◆ **Work task**
Would you please return the lines of the entries below starting at the line that has "in payload order." and ending at the line that has "A present payload", both included, exactly as they are?
#####
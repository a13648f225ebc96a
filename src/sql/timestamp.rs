/// Canonicalization of loosely formatted reading timestamps.
///
/// Readings arrive with second, millisecond or microsecond precision, with or
/// without a zone offset. The readings table stores microseconds, so every
/// timestamp is rewritten to `YYYY-MM-DD HH:MM:SS.FFFFFF±HH:MM` before it is
/// embedded in an INSERT.
use chrono::NaiveDateTime;
use thiserror::Error;

const WHOLE_SECONDS: &str = "%Y-%m-%d %H:%M:%S";
const FRACTION_DIGITS: usize = 6;

#[derive(Debug, Clone, PartialEq, Eq, Error)]
pub enum TimestampError {
    #[error("Invalid date |{0}|")]
    Invalid(String),
}

/// Normalizes `YYYY-MM-DD HH:MM:SS[.fraction][±HH[:MM]]`.
///
/// Only the whole-second prefix is parsed strictly. Fractions are padded or
/// truncated to six digits; a missing zone becomes `+00:00`, a one digit hour
/// is left padded (`+1` → `+01`) and a one digit minute is right padded
/// (`:3` → `:30`). Unrecognised trailing text is ignored.
pub fn normalize(input: &str) -> Result<String, TimestampError> {
    let (datetime, mut rest) = NaiveDateTime::parse_and_remainder(input, WHOLE_SECONDS)
        .map_err(|_| TimestampError::Invalid(input.to_string()))?;

    let mut out = String::with_capacity(32);
    out.push_str(&datetime.format(WHOLE_SECONDS).to_string());
    out.push('.');

    let mut fraction = "";
    if let Some(after_dot) = rest.strip_prefix('.') {
        let (digits, tail) = take_digits(after_dot, usize::MAX);
        fraction = digits;
        rest = tail;
    }
    let kept = &fraction[..fraction.len().min(FRACTION_DIGITS)];
    out.push_str(kept);
    for _ in kept.len()..FRACTION_DIGITS {
        out.push('0');
    }

    match parse_zone(rest) {
        Some((sign, hour, minute)) => {
            out.push(sign);
            if hour.len() == 1 {
                out.push('0');
            }
            out.push_str(hour);
            out.push(':');
            match minute.len() {
                0 => out.push_str("00"),
                1 => {
                    out.push_str(minute);
                    out.push('0');
                }
                _ => out.push_str(minute),
            }
        }
        None => out.push_str("+00:00"),
    }

    Ok(out)
}

/// Splits off at most `max` leading ASCII digits.
fn take_digits(s: &str, max: usize) -> (&str, &str) {
    let end = s
        .char_indices()
        .take_while(|(i, c)| *i < max && c.is_ascii_digit())
        .count();
    s.split_at(end)
}

/// Parses `±H`, `±HH`, `±HH:M`, `±HH:MM` or `±HHMM`; `Z` counts as no offset.
fn parse_zone(rest: &str) -> Option<(char, &str, &str)> {
    let sign = rest.chars().next()?;
    if sign != '+' && sign != '-' {
        return None;
    }
    let (hour, tail) = take_digits(&rest[1..], 2);
    if hour.is_empty() {
        return None;
    }
    let minute = match tail.strip_prefix(':') {
        Some(after_colon) => take_digits(after_colon, 2).0,
        None if hour.len() == 2 => take_digits(tail, 2).0,
        None => "",
    };
    Some((sign, hour, minute))
}

#[cfg(test)]
mod tests {
    use super::*;

    fn norm(s: &str) -> String {
        normalize(s).unwrap()
    }

    #[test]
    fn test_seconds_only() {
        assert_eq!(norm("2019-01-01 10:01:01"), "2019-01-01 10:01:01.000000+00:00");
        assert_eq!(norm("2019-02-01 10:02:01"), "2019-02-01 10:02:01.000000+00:00");
    }

    #[test]
    fn test_fraction_padding_and_truncation() {
        assert_eq!(norm("2019-02-01 10:02:01.0"), "2019-02-01 10:02:01.000000+00:00");
        assert_eq!(
            norm("2019-02-02 10:02:02.841"),
            "2019-02-02 10:02:02.841000+00:00"
        );
        assert_eq!(
            norm("2019-02-03 10:02:03.123456"),
            "2019-02-03 10:02:03.123456+00:00"
        );
        assert_eq!(
            norm("2019-02-03 10:02:03.123456789"),
            "2019-02-03 10:02:03.123456+00:00"
        );
    }

    #[test]
    fn test_explicit_zones() {
        assert_eq!(
            norm("2019-03-01 10:03:01.1+00:00"),
            "2019-03-01 10:03:01.100000+00:00"
        );
        assert_eq!(
            norm("2019-03-04 10:03:04.123456+01:00"),
            "2019-03-04 10:03:04.123456+01:00"
        );
        assert_eq!(
            norm("2019-03-05 10:03:05.123456-01:00"),
            "2019-03-05 10:03:05.123456-01:00"
        );
        assert_eq!(
            norm("2019-03-04 10:03:04.123456+02:30"),
            "2019-03-04 10:03:04.123456+02:30"
        );
        assert_eq!(
            norm("2019-03-05 10:03:05.123456-02:30"),
            "2019-03-05 10:03:05.123456-02:30"
        );
    }

    #[test]
    fn test_short_zone_components() {
        assert_eq!(
            norm("2019-03-04 10:03:04.123456+1:0"),
            "2019-03-04 10:03:04.123456+01:00"
        );
        assert_eq!(norm("2019-03-04 10:03:04.5-7"), "2019-03-04 10:03:04.500000-07:00");
        assert_eq!(norm("2019-03-04 10:03:04+05:3"), "2019-03-04 10:03:04.000000+05:30");
        assert_eq!(norm("2019-03-04 10:03:04+0530"), "2019-03-04 10:03:04.000000+05:30");
    }

    #[test]
    fn test_zone_without_fraction_and_zulu() {
        assert_eq!(
            norm("2019-03-04 10:03:04-03:00"),
            "2019-03-04 10:03:04.000000-03:00"
        );
        assert_eq!(norm("2019-03-04 10:03:04Z"), "2019-03-04 10:03:04.000000+00:00");
    }

    #[test]
    fn test_invalid_prefix() {
        assert!(matches!(
            normalize("not a date"),
            Err(TimestampError::Invalid(s)) if s == "not a date"
        ));
        assert!(normalize("2019-13-01 10:00:00").is_err());
        assert!(normalize("2019-01-01").is_err());
        assert!(normalize("").is_err());
    }

    #[test]
    fn test_error_message() {
        let err = normalize("xyz").unwrap_err();
        assert_eq!(err.to_string(), "Invalid date |xyz|");
    }
}
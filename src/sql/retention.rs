//! Statements behind the readings purge.

use super::buffer::SqlBuffer;
use super::compiler::Compiler;

impl Compiler {
    /// Age of the oldest reading in whole hours, NULL on an empty table.
    pub fn oldest_reading_age(&self) -> String {
        let mut sql = SqlBuffer::new();
        sql.push_str("SELECT round(extract(epoch FROM (now() - min(\"user_ts\"))) / 3600) FROM ");
        self.push_readings_table(&mut sql);
        sql.push(';');
        sql.coalesce()
    }

    /// Readings older than `age_hours` that have not been sent yet.
    pub fn count_unsent_older(&self, age_hours: u64, sent: u64) -> String {
        let mut sql = SqlBuffer::new();
        sql.push_str("SELECT count(*) FROM ");
        self.push_readings_table(&mut sql);
        push_older_than(age_hours, &mut sql);
        sql.push_str(" AND \"id\" > ").push_uint(sent).push(';');
        sql.coalesce()
    }

    /// Deletes readings older than `age_hours`. With `retain_unsent` only
    /// readings below the `sent` watermark are removed.
    pub fn purge_older(&self, age_hours: u64, retain_unsent: bool, sent: u64) -> String {
        let mut sql = SqlBuffer::new();
        sql.push_str("DELETE FROM ");
        self.push_readings_table(&mut sql);
        push_older_than(age_hours, &mut sql);
        if retain_unsent {
            sql.push_str(" AND \"id\" < ").push_uint(sent);
        }
        sql.push(';');
        sql.coalesce()
    }

    pub fn count_unsent(&self, sent: u64) -> String {
        let mut sql = SqlBuffer::new();
        sql.push_str("SELECT count(*) FROM ");
        self.push_readings_table(&mut sql);
        sql.push_str(" WHERE \"id\" > ").push_uint(sent).push(';');
        sql.coalesce()
    }

    pub fn count_readings(&self) -> String {
        let mut sql = SqlBuffer::new();
        sql.push_str("SELECT count(*) FROM ");
        self.push_readings_table(&mut sql);
        sql.push(';');
        sql.coalesce()
    }
}

fn push_older_than(age_hours: u64, sql: &mut SqlBuffer) {
    sql.push_str(" WHERE \"user_ts\" < now() - INTERVAL '")
        .push_uint(age_hours)
        .push_str(" hours'");
}

#[cfg(test)]
mod tests {
    use super::*;
    use crate::sql::assert_parses;

    #[test]
    fn test_purge_statements() {
        let c = Compiler::default();
        assert_eq!(
            c.purge_older(72, false, 500),
            "DELETE FROM \"foglamp\".\"readings\" WHERE \"user_ts\" < now() - INTERVAL '72 hours';"
        );
        assert_eq!(
            c.purge_older(72, true, 500),
            "DELETE FROM \"foglamp\".\"readings\" WHERE \"user_ts\" < now() - INTERVAL '72 hours' \
             AND \"id\" < 500;"
        );
        assert_eq!(
            c.count_unsent_older(1, 9),
            "SELECT count(*) FROM \"foglamp\".\"readings\" WHERE \"user_ts\" < now() - INTERVAL '1 hours' \
             AND \"id\" > 9;"
        );
        for sql in [
            c.purge_older(1, true, 2),
            c.count_unsent_older(1, 2),
            c.count_unsent(2),
            c.count_readings(),
            c.oldest_reading_age(),
        ] {
            assert_parses(&sql);
        }
    }

    #[test]
    fn test_oldest_age_in_hours() {
        let sql = Compiler::new("historian", "samples").oldest_reading_age();
        assert!(sql.contains("/ 3600"));
        assert!(sql.ends_with("FROM \"historian\".\"samples\";"));
    }
}
//! Optional Python bindings for pgstore via PyO3.
//!
//! Exposes the statement compiler so tooling can preview the SQL a request
//! document produces without a database. Enabled with the `python` feature.
//!
//! ## Usage from Python
//!
//! ```python
//! import pgstore
//!
//! sql = pgstore.compile_query("log", '{"where": {"column": "code", "condition": "=", "value": "PURGE"}}')
//! print(sql)  # SELECT * FROM "foglamp"."log" WHERE "code" = 'PURGE';
//!
//! pgstore.normalize_timestamp("2019-01-01 10:00:00")  # '2019-01-01 10:00:00.000000+00:00'
//! ```

use pyo3::exceptions::PyValueError;
use pyo3::prelude::*;
use serde_json::Value;

use crate::sql::{self, Compiler};

fn compiler(schema: Option<&str>) -> Compiler {
    match schema {
        Some(schema) => Compiler::new(schema, sql::DEFAULT_READINGS_TABLE),
        None => Compiler::default(),
    }
}

fn parse(payload: &str) -> PyResult<Value> {
    serde_json::from_str(payload).map_err(|e| PyValueError::new_err(format!("Invalid JSON: {}", e)))
}

fn invalid(err: sql::CompileError) -> PyErr {
    PyValueError::new_err(err.to_string())
}

/// Compile a query document into a SELECT.
///
/// Args:
///     table: Table name.
///     payload: JSON query document; empty selects every row.
///     schema: Schema name, "foglamp" by default.
///
/// Raises:
///     ValueError: If the document is invalid.
#[pyfunction]
#[pyo3(signature = (table, payload = "", schema = None))]
fn compile_query(table: &str, payload: &str, schema: Option<&str>) -> PyResult<String> {
    let document = if payload.trim().is_empty() {
        None
    } else {
        Some(parse(payload)?)
    };
    compiler(schema)
        .retrieve(table, document.as_ref())
        .map_err(invalid)
}

#[pyfunction]
#[pyo3(signature = (table, payload, schema = None))]
fn compile_insert(table: &str, payload: &str, schema: Option<&str>) -> PyResult<String> {
    compiler(schema).insert(table, &parse(payload)?).map_err(invalid)
}

/// Compile an update document. Returns one statement per update operation.
#[pyfunction]
#[pyo3(signature = (table, payload, schema = None))]
fn compile_update(table: &str, payload: &str, schema: Option<&str>) -> PyResult<Vec<String>> {
    compiler(schema).update(table, &parse(payload)?).map_err(invalid)
}

#[pyfunction]
#[pyo3(signature = (table, payload = "", schema = None))]
fn compile_delete(table: &str, payload: &str, schema: Option<&str>) -> PyResult<String> {
    let document = if payload.trim().is_empty() {
        None
    } else {
        Some(parse(payload)?)
    };
    compiler(schema)
        .delete(table, document.as_ref())
        .map_err(invalid)
}

/// Compile a batch of readings into a multi-row INSERT.
///
/// Returns:
///     A tuple of the statement (None when every reading was rejected) and
///     the indexes of rejected readings.
#[pyfunction]
#[pyo3(signature = (payload, schema = None))]
fn compile_append(payload: &str, schema: Option<&str>) -> PyResult<(Option<String>, Vec<usize>)> {
    let batch = compiler(schema)
        .append_readings(&parse(payload)?)
        .map_err(invalid)?;
    let skipped = batch.skipped.iter().map(|s| s.index).collect();
    Ok((batch.sql, skipped))
}

/// Normalize a reading timestamp to microsecond precision with a UTC offset.
///
/// Raises:
///     ValueError: If the timestamp cannot be parsed.
#[pyfunction]
fn normalize_timestamp(ts: &str) -> PyResult<String> {
    sql::normalize(ts).map_err(|e| PyValueError::new_err(e.to_string()))
}

/// Escape single quotes for use inside a SQL string literal.
#[pyfunction]
fn escape(text: &str) -> String {
    sql::escape(text).into_owned()
}

/// pgstore Python module.
#[pymodule]
fn _pgstore(m: &Bound<'_, PyModule>) -> PyResult<()> {
    m.add_function(wrap_pyfunction!(compile_query, m)?)?;
    m.add_function(wrap_pyfunction!(compile_insert, m)?)?;
    m.add_function(wrap_pyfunction!(compile_update, m)?)?;
    m.add_function(wrap_pyfunction!(compile_delete, m)?)?;
    m.add_function(wrap_pyfunction!(compile_append, m)?)?;
    m.add_function(wrap_pyfunction!(normalize_timestamp, m)?)?;
    m.add_function(wrap_pyfunction!(escape, m)?)?;
    m.add("__version__", env!("CARGO_PKG_VERSION"))?;
    Ok(())
}
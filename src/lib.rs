pub mod config;
pub mod db;
pub mod sql;
pub mod store;

#[cfg(feature = "python")]
pub mod python;
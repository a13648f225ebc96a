//! Typed request documents.
//!
//! Every JSON payload is validated once, up front, into the types below. The
//! statement compilers only ever see a well-formed document, so they cannot
//! fail halfway through a statement. All types borrow from the parsed
//! payload and live as long as the request.

use std::borrow::Cow;

use serde_json::{Map, Value};

use super::error::{CompileError, Result};
use super::literal::Literal;

type Object = Map<String, Value>;

fn object<'a>(value: &'a Value, property: &'static str) -> Result<&'a Object> {
    value
        .as_object()
        .ok_or_else(|| CompileError::wrong_type(property, "an object"))
}

fn require<'a>(obj: &'a Object, context: &'static str, key: &'static str) -> Result<&'a Value> {
    obj.get(key).ok_or_else(|| CompileError::missing(context, key))
}

fn require_str<'a>(obj: &'a Object, context: &'static str, key: &'static str) -> Result<&'a str> {
    require(obj, context, key)?
        .as_str()
        .ok_or_else(|| CompileError::wrong_type(key, "a string"))
}

fn optional_str<'a>(obj: &'a Object, key: &'static str) -> Result<Option<&'a str>> {
    match obj.get(key) {
        None => Ok(None),
        Some(Value::String(s)) => Ok(Some(s.as_str())),
        Some(_) => Err(CompileError::wrong_type(key, "a string")),
    }
}

fn is_identifier(s: &str) -> bool {
    let mut chars = s.chars();
    matches!(chars.next(), Some(c) if c.is_ascii_alphabetic() || c == '_')
        && chars.all(|c| c.is_ascii_alphanumeric() || c == '_')
}

/// A JSON property path inside a jsonb column: `{"column": .., "properties": ..}`.
#[derive(Debug, Clone, PartialEq)]
pub struct JsonPath<'a> {
    pub column: &'a str,
    /// Never empty.
    pub properties: Vec<&'a str>,
}

impl<'a> JsonPath<'a> {
    pub fn from_json(value: &'a Value) -> Result<Self> {
        let obj = object(value, "json")?;
        let column = require_str(obj, "json", "column")?;
        let properties = match require(obj, "json", "properties")? {
            Value::String(s) => vec![s.as_str()],
            Value::Array(items) if !items.is_empty() => items
                .iter()
                .map(|item| {
                    item.as_str().ok_or_else(|| {
                        CompileError::wrong_type("properties", "a string or an array of strings")
                    })
                })
                .collect::<Result<Vec<_>>>()?,
            _ => {
                return Err(CompileError::wrong_type(
                    "properties",
                    "a string or an array of strings",
                ))
            }
        };
        Ok(JsonPath { column, properties })
    }

    /// The innermost property, tested for existence before it is read.
    pub fn leaf(&self) -> &'a str {
        self.properties[self.properties.len() - 1]
    }

    /// Every property except the innermost one.
    pub fn parents(&self) -> &[&'a str] {
        &self.properties[..self.properties.len() - 1]
    }
}

#[derive(Debug, Clone, PartialEq)]
pub enum AggregateTarget<'a> {
    Column(&'a str),
    Json(JsonPath<'a>),
}

/// One `op(expr) AS "alias"` projection entry.
#[derive(Debug, Clone, PartialEq)]
pub struct Aggregate<'a> {
    pub operation: &'a str,
    pub target: AggregateTarget<'a>,
    pub alias: Option<&'a str>,
}

impl<'a> Aggregate<'a> {
    pub fn from_json(value: &'a Value) -> Result<Self> {
        let obj = object(value, "aggregate")?;
        let operation = require_str(obj, "aggregate", "operation")?;
        if !is_identifier(operation) {
            return Err(CompileError::wrong_type("operation", "a function name"));
        }
        let target = if let Some(column) = obj.get("column") {
            AggregateTarget::Column(
                column
                    .as_str()
                    .ok_or_else(|| CompileError::wrong_type("column", "a string"))?,
            )
        } else if let Some(json) = obj.get("json") {
            AggregateTarget::Json(JsonPath::from_json(json)?)
        } else {
            return Err(CompileError::missing("aggregate", "column"));
        };
        Ok(Aggregate {
            operation,
            target,
            alias: optional_str(obj, "alias")?,
        })
    }

    /// The explicit alias, or `operation_column`.
    pub fn alias(&self) -> Cow<'a, str> {
        match self.alias {
            Some(alias) => Cow::Borrowed(alias),
            None => {
                let column = match &self.target {
                    AggregateTarget::Column(c) => *c,
                    AggregateTarget::Json(path) => path.column,
                };
                Cow::Owned(format!("{}_{}", self.operation, column))
            }
        }
    }
}

#[derive(Debug, Clone, Copy, PartialEq, Eq)]
pub enum ColumnFormat<'a> {
    Plain,
    /// `to_char("col", 'format')`
    Format(&'a str),
    /// `"col" AT TIME ZONE 'zone'`
    Timezone(&'a str),
}

#[derive(Debug, Clone, PartialEq)]
pub enum ProjectionItem<'a> {
    Column {
        name: &'a str,
        format: ColumnFormat<'a>,
        alias: Option<&'a str>,
    },
    Json {
        path: JsonPath<'a>,
        alias: Option<&'a str>,
    },
}
//! INSERT, UPDATE and DELETE compilers, plus the readings bulk append.

use serde_json::Value;
use tracing::warn;

use super::buffer::SqlBuffer;
use super::compiler::Compiler;
use super::error::Result;
use super::literal::{is_function_call, FunctionCalls, Literal};
use super::timestamp::{self, TimestampError};
use super::types::{DeleteDocument, InsertRow, JsonProperty, Reading, UpdateOperation};
use super::where_clause;

/// A reading left out of a bulk append.
#[derive(Debug, Clone, PartialEq)]
pub struct SkippedReading {
    /// Position in the submitted batch.
    pub index: usize,
    pub user_ts: String,
    pub reason: TimestampError,
}

/// Output of [`Compiler::append_readings`].
#[derive(Debug, Clone, PartialEq, Default)]
pub struct ReadingBatch {
    /// `None` when every reading was skipped.
    pub sql: Option<String>,
    pub rows: usize,
    pub skipped: Vec<SkippedReading>,
}

impl Compiler {
    pub fn insert(&self, table: &str, payload: &Value) -> Result<String> {
        let row = InsertRow::from_json(payload)?;
        Ok(self.insert_row(table, &row))
    }

    pub fn insert_row(&self, table: &str, row: &InsertRow<'_>) -> String {
        let mut sql = SqlBuffer::new();
        let mut values = SqlBuffer::new();

        sql.push_str("INSERT INTO ");
        self.push_table(table, &mut sql);
        sql.push_str(" (");
        for (i, (column, value)) in row.columns.iter().enumerate() {
            if i > 0 {
                sql.push_str(", ");
                values.push_str(", ");
            }
            sql.push_identifier(column);
            values.push_literal(value, FunctionCalls::Verbatim);
        }
        sql.push_str(") VALUES (");
        sql.append(values);
        sql.push_str(");");
        sql.coalesce()
    }

    /// One statement per operation, in payload order.
    pub fn update(&self, table: &str, payload: &Value) -> Result<Vec<String>> {
        let operations = UpdateOperation::list_from_json(payload)?;
        Ok(operations
            .iter()
            .map(|op| self.update_statement(table, op))
            .collect())
    }

    pub fn update_statement(&self, table: &str, op: &UpdateOperation<'_>) -> String {
        let mut sql = SqlBuffer::new();
        sql.push_str("UPDATE ");
        self.push_table(table, &mut sql);
        sql.push_str(" SET ");

        let mut first = true;
        let mut separator = |sql: &mut SqlBuffer| {
            if !first {
                sql.push_str(", ");
            }
            first = false;
        };

        for (column, value) in &op.values {
            separator(&mut sql);
            sql.push_identifier(column)
                .push_str(" = ")
                .push_literal(value, FunctionCalls::Verbatim);
        }
        for expr in &op.expressions {
            separator(&mut sql);
            sql.push_identifier(expr.column)
                .push_str(" = ")
                .push_identifier(expr.column)
                .push(' ')
                .push_str(expr.operator)
                .push(' ')
                .push_literal(&expr.value, FunctionCalls::Verbatim);
        }
        for property in &op.json_properties {
            separator(&mut sql);
            push_jsonb_set(property, &mut sql);
        }

        if let Some(filter) = &op.filter {
            sql.push_str(" WHERE ");
            where_clause::compile(filter, &mut sql);
        }
        sql.push(';');
        sql.coalesce()
    }

    /// A present payload must carry a `where` object.
    pub fn delete(&self, table: &str, payload: Option<&Value>) -> Result<String> {
        let doc = DeleteDocument::from_json(payload)?;
        let mut sql = SqlBuffer::new();
        sql.push_str("DELETE FROM ");
        self.push_table(table, &mut sql);
        if let Some(filter) = &doc.filter {
            sql.push_str(" WHERE ");
            where_clause::compile(filter, &mut sql);
        }
        sql.push(';');
        Ok(sql.coalesce())
    }

    /// Builds one multi-row INSERT for a batch of readings.
    ///
    /// A reading whose `user_ts` cannot be normalized is skipped and
    /// reported; any structural problem rejects the whole batch.
    pub fn append_readings(&self, payload: &Value) -> Result<ReadingBatch> {
        let readings = Reading::list_from_json(payload)?;
        let mut batch = ReadingBatch::default();
        let mut sql = SqlBuffer::new();

        sql.push_str("INSERT INTO ");
        self.push_readings_table(&mut sql);
        sql.push_str(" ( \"user_ts\", \"asset_code\", \"read_key\", \"reading\" ) VALUES ");

        for (index, reading) in readings.iter().enumerate() {
            let user_ts = if is_function_call(reading.user_ts) {
                reading.user_ts.to_string()
            } else {
                match timestamp::normalize(reading.user_ts) {
                    Ok(ts) => Literal::Str(&ts).encode(FunctionCalls::Quote),
                    Err(reason) => {
                        warn!(index, user_ts = reading.user_ts, "skipping reading: {}", reason);
                        batch.skipped.push(SkippedReading {
                            index,
                            user_ts: reading.user_ts.to_string(),
                            reason,
                        });
                        continue;
                    }
                }
            };

            if batch.rows > 0 {
                sql.push_str(", ");
            }
            sql.push_str("( ")
                .push_str(&user_ts)
                .push_str(", ")
                .push_quoted(reading.asset_code)
                .push_str(", ");
            match reading.read_key {
                Some(key) => sql.push_quoted(key),
                None => sql.push_str("NULL"),
            };
            sql.push_str(", ")
                .push_literal(&Literal::Object(reading.reading), FunctionCalls::Quote)
                .push_str(" )");
            batch.rows += 1;
        }

        if batch.rows > 0 {
            sql.push(';');
            batch.sql = Some(sql.coalesce());
        }
        Ok(batch)
    }

    /// Reads up to `size` readings starting at `id`, timestamps in UTC.
    pub fn fetch_readings(&self, id: u64, size: u64) -> String {
        let mut sql = SqlBuffer::new();
        sql.push_str(
            "SELECT \"id\", \"asset_code\", \"read_key\", \"reading\", \
             \"user_ts\" AT TIME ZONE 'UTC' AS \"user_ts\", \
             \"ts\" AT TIME ZONE 'UTC' AS \"ts\" FROM ",
        );
        self.push_readings_table(&mut sql);
        sql.push_str(" WHERE \"id\" >= ")
            .push_uint(id)
            .push_str(" ORDER BY \"id\" LIMIT ")
            .push_uint(size)
            .push(';');
        sql.coalesce()
    }

    /// Total on-disk size of a table, indexes and toast included.
    pub fn table_size(&self, table: &str) -> String {
        let mut sql = SqlBuffer::new();
        sql.push_str(
            "SELECT pg_total_relation_size(relid) FROM pg_catalog.pg_statio_user_tables \
             WHERE relname = ",
        )
        .push_quoted(table)
        .push_str(" AND schemaname = ")
        .push_quoted(self.schema())
        .push(';');
        sql.coalesce()
    }
}

/// `"col" = jsonb_set("col", '{"a","b"}', '"value"')`
fn push_jsonb_set(property: &JsonProperty<'_>, sql: &mut SqlBuffer) {
    sql.push_identifier(property.column)
        .push_str(" = jsonb_set(")
        .push_identifier(property.column)
        .push_str(", ");

    let mut path = String::from("{");
    for (i, element) in property.path.iter().enumerate() {
        if i > 0 {
            path.push(',');
        }
        path.push('"');
        path.push_str(&element.replace('\\', "\\\\").replace('"', "\\\""));
        path.push('"');
    }
    path.push('}');
    sql.push_quoted(&path).push_str(", ");

    match property.value {
        Value::String(s) if is_function_call(s) => {
            sql.push_str("to_jsonb(").push_str(s).push(')');
        }
        value => {
            sql.push_quoted(&value.to_string());
        }
    }
    sql.push(')');
}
#####
◆ **Response area**
    /// One statement per operation, in payload order.
    pub fn update(&self, table: &str, payload: &Value) -> Result<Vec<String>> {
        let operations = UpdateOperation::list_from_json(payload)?;
        Ok(operations
            .iter()
            .map(|op| self.update_statement(table, op))
            .collect())
    }

    pub fn update_statement(&self, table: &str, op: &UpdateOperation<'_>) -> String {
        let mut sql = SqlBuffer::new();
        sql.push_str("UPDATE ");
        self.push_table(table, &mut sql);
        sql.push_str(" SET ");

        let mut first = true;
        let mut separator = |sql: &mut SqlBuffer| {
            if !first {
                sql.push_str(", ");
            }
            first = false;
        };

        for (column, value) in &op.values {
            separator(&mut sql);
            sql.push_identifier(column)
                .push_str(" = ")
                .push_literal(value, FunctionCalls::Verbatim);
        }
        for expr in &op.expressions {
            separator(&mut sql);
            sql.push_identifier(expr.column)
                .push_str(" = ")
                .push_identifier(expr.column)
                .push(' ')
                .push_str(expr.operator)
                .push(' ')
                .push_literal(&expr.value, FunctionCalls::Verbatim);
        }
        for property in &op.json_properties {
            separator(&mut sql);
            push_jsonb_set(property, &mut sql);
        }

        if let Some(filter) = &op.filter {
            sql.push_str(" WHERE ");
            where_clause::compile(filter, &mut sql);
        }
        sql.push(';');
        sql.coalesce()
    }

    /// A present payload must carry a `where` object.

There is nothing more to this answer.